Chrome’s Incognito mode is a great thing. It won’t hide who you are on the internet but it does keep all traces of the websites you’ve visited out of your Google account and local browser storage.
Sometimes, you want to keep those cookies and trackers from being stuck to you and your account. Reasons range from looking at porn to using a computer on someone else’s account to sneaking around the five per month limit at some major news outlets. All reasons are valid if it’s what you want (or need) to do.
You can take this one step further if you need to by adding some necessary extensions to incognito mode. Your Chromebook is pretty safe from malicious things actually being installed, but things like web beacons and trackers can still try to keep tabs on you. And even Incognito mode can’t stop the piss-poor ads that end up getting put everywhere. But extensions can. Here’s how easy it is to do.
More: Best Chrome apps and extensions
You don’t need to install anything special or enable any settings or flags to run extensions in Incognito mode. You just need to have them installed and trust that the people who developed the extensions themselves aren’t collecting data they shouldn’t be. Google is pretty tough on the latter, and extensions you get from the Chrome Web Store are limited to the data they actually need.

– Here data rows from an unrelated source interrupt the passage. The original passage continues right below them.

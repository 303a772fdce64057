//! # lmm-math
//!
//! Numerical primitives for the LIBOR market model: matrix/array newtypes
//! over nalgebra, spectral and rank-reduced pseudo square roots, adaptive
//! Gauss-Kronrod quadrature, the normal distribution (via statrs), the Black
//! formula, Gaussian random sequences, a statistics accumulator, sorted-table
//! search and a Nelder-Mead simplex optimiser.

#![warn(missing_docs)]
#![forbid(unsafe_code)]

// ── Modules ───────────────────────────────────────────────────────────────────

/// One-dimensional real arrays.
pub mod array;

/// Black (lognormal) option formula.
pub mod black_formula;

/// Normal distribution.
pub mod distributions;

/// Numerical integration.
pub mod integrals;

/// Two-dimensional real matrices.
pub mod matrix;

/// Eigen decomposition and pseudo square roots.
pub mod matrix_utilities;

/// Multi-dimensional optimisation.
pub mod optimization;

/// Random number generators.
pub mod random_numbers;

/// Binary search over sorted tables.
pub mod search;

/// Statistics accumulators.
pub mod statistics;

// ── Convenience re-exports ────────────────────────────────────────────────────

pub use array::Array;
pub use black_formula::black_formula;
pub use distributions::{normal_cdf, normal_cdf_inverse, normal_pdf};
pub use integrals::{GaussKronrodAdaptive, IntegrationResult, Integrator, QuadratureSettings};
pub use matrix::Matrix;
pub use matrix_utilities::{
    get_covariance, normalize_pseudo_root, pseudo_sqrt, rank_reduced_sqrt, symmetric_eigen,
    SalvagingAlgorithm, SymmetricEigen,
};
pub use search::{lower_bound, predecessor, upper_bound};
pub use statistics::Statistics;
//! Standard normal distribution.
//!
//! The CDF delegates to `statrs`'s complementary error function; the inverse
//! uses Acklam's rational approximation (|error| < 1.15e-9), which is what the
//! Gaussian sequence generators need.

use lmm_core::Real;
use statrs::function::erf::erfc;
use std::f64::consts::{FRAC_1_SQRT_2, PI};

/// Standard normal density `φ(x)`.
#[inline]
pub fn normal_pdf(x: Real) -> Real {
    (-0.5 * x * x).exp() / (2.0 * PI).sqrt()
}

/// Standard normal cumulative distribution `Φ(x)`.
#[inline]
pub fn normal_cdf(x: Real) -> Real {
    0.5 * erfc(-x * FRAC_1_SQRT_2)
}

/// Inverse of `Φ`. Returns `∓∞` at the closed ends of `[0, 1]`.
pub fn normal_cdf_inverse(p: Real) -> Real {
    if p <= 0.0 {
        return Real::NEG_INFINITY;
    }
    if p >= 1.0 {
        return Real::INFINITY;
    }

    const A: [Real; 6] = [
        -3.969_683_028_665_376e+01,
        2.209_460_984_245_205e+02,
        -2.759_285_104_469_687e+02,
        1.383_577_518_672_690e+02,
        -3.066_479_806_614_716e+01,
        2.506_628_277_459_239e+00,
    ];
    const B: [Real; 5] = [
        -5.447_609_879_822_406e+01,
        1.615_858_368_580_409e+02,
        -1.556_989_798_598_866e+02,
        6.680_131_188_771_972e+01,
        -1.328_068_155_288_572e+01,
    ];
    const C: [Real; 6] = [
        -7.784_894_002_430_293e-03,
        -3.223_964_580_411_365e-01,
        -2.400_758_277_161_838e+00,
        -2.549_732_539_343_734e+00,
        4.374_664_141_464_968e+00,
        2.938_163_982_698_783e+00,
    ];
    const D: [Real; 4] = [
        7.784_695_709_041_462e-03,
        3.224_671_290_700_398e-01,
        2.445_134_137_142_996e+00,
        3.754_408_661_907_416e+00,
    ];
    const P_LOW: Real = 0.02425;

    let tail = |q: Real| {
        (((((C[0] * q + C[1]) * q + C[2]) * q + C[3]) * q + C[4]) * q + C[5])
            / ((((D[0] * q + D[1]) * q + D[2]) * q + D[3]) * q + 1.0)
    };

    if p < P_LOW {
        tail((-2.0 * p.ln()).sqrt())
    } else if p <= 1.0 - P_LOW {
        let q = p - 0.5;
        let r = q * q;
        (((((A[0] * r + A[1]) * r + A[2]) * r + A[3]) * r + A[4]) * r + A[5]) * q
            / (((((B[0] * r + B[1]) * r + B[2]) * r + B[3]) * r + B[4]) * r + 1.0)
    } else {
        -tail((-2.0 * (1.0 - p).ln()).sqrt())
    }
}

To enable an extension in Incognito mode:
- Open the extensions page by entering chrome://extensions/ in the Chrome omnibar.
- Find the extension you want to enable in incognito mode.
- Check the box that says Allow in incognito.
Be mindful of the warning — an extension can store data from an incognito browsing session even if the browser itself can’t. This data might also have a trail of where you visited and the things you clicked on. It won’t have any data about who you are, what your Google account is, or anything else that can personally identify you.
More: Best Chrome extensions to protect your online privacy and security
Once you’re done, the next incognito session you open (control + shift + n opens a new incognito window) will have the extensions you selected active. Now your private browsing can have the same features as your normal browsing.
Update July 2018: Added links for the latest extensions you might want to use when browsing in incognito mode.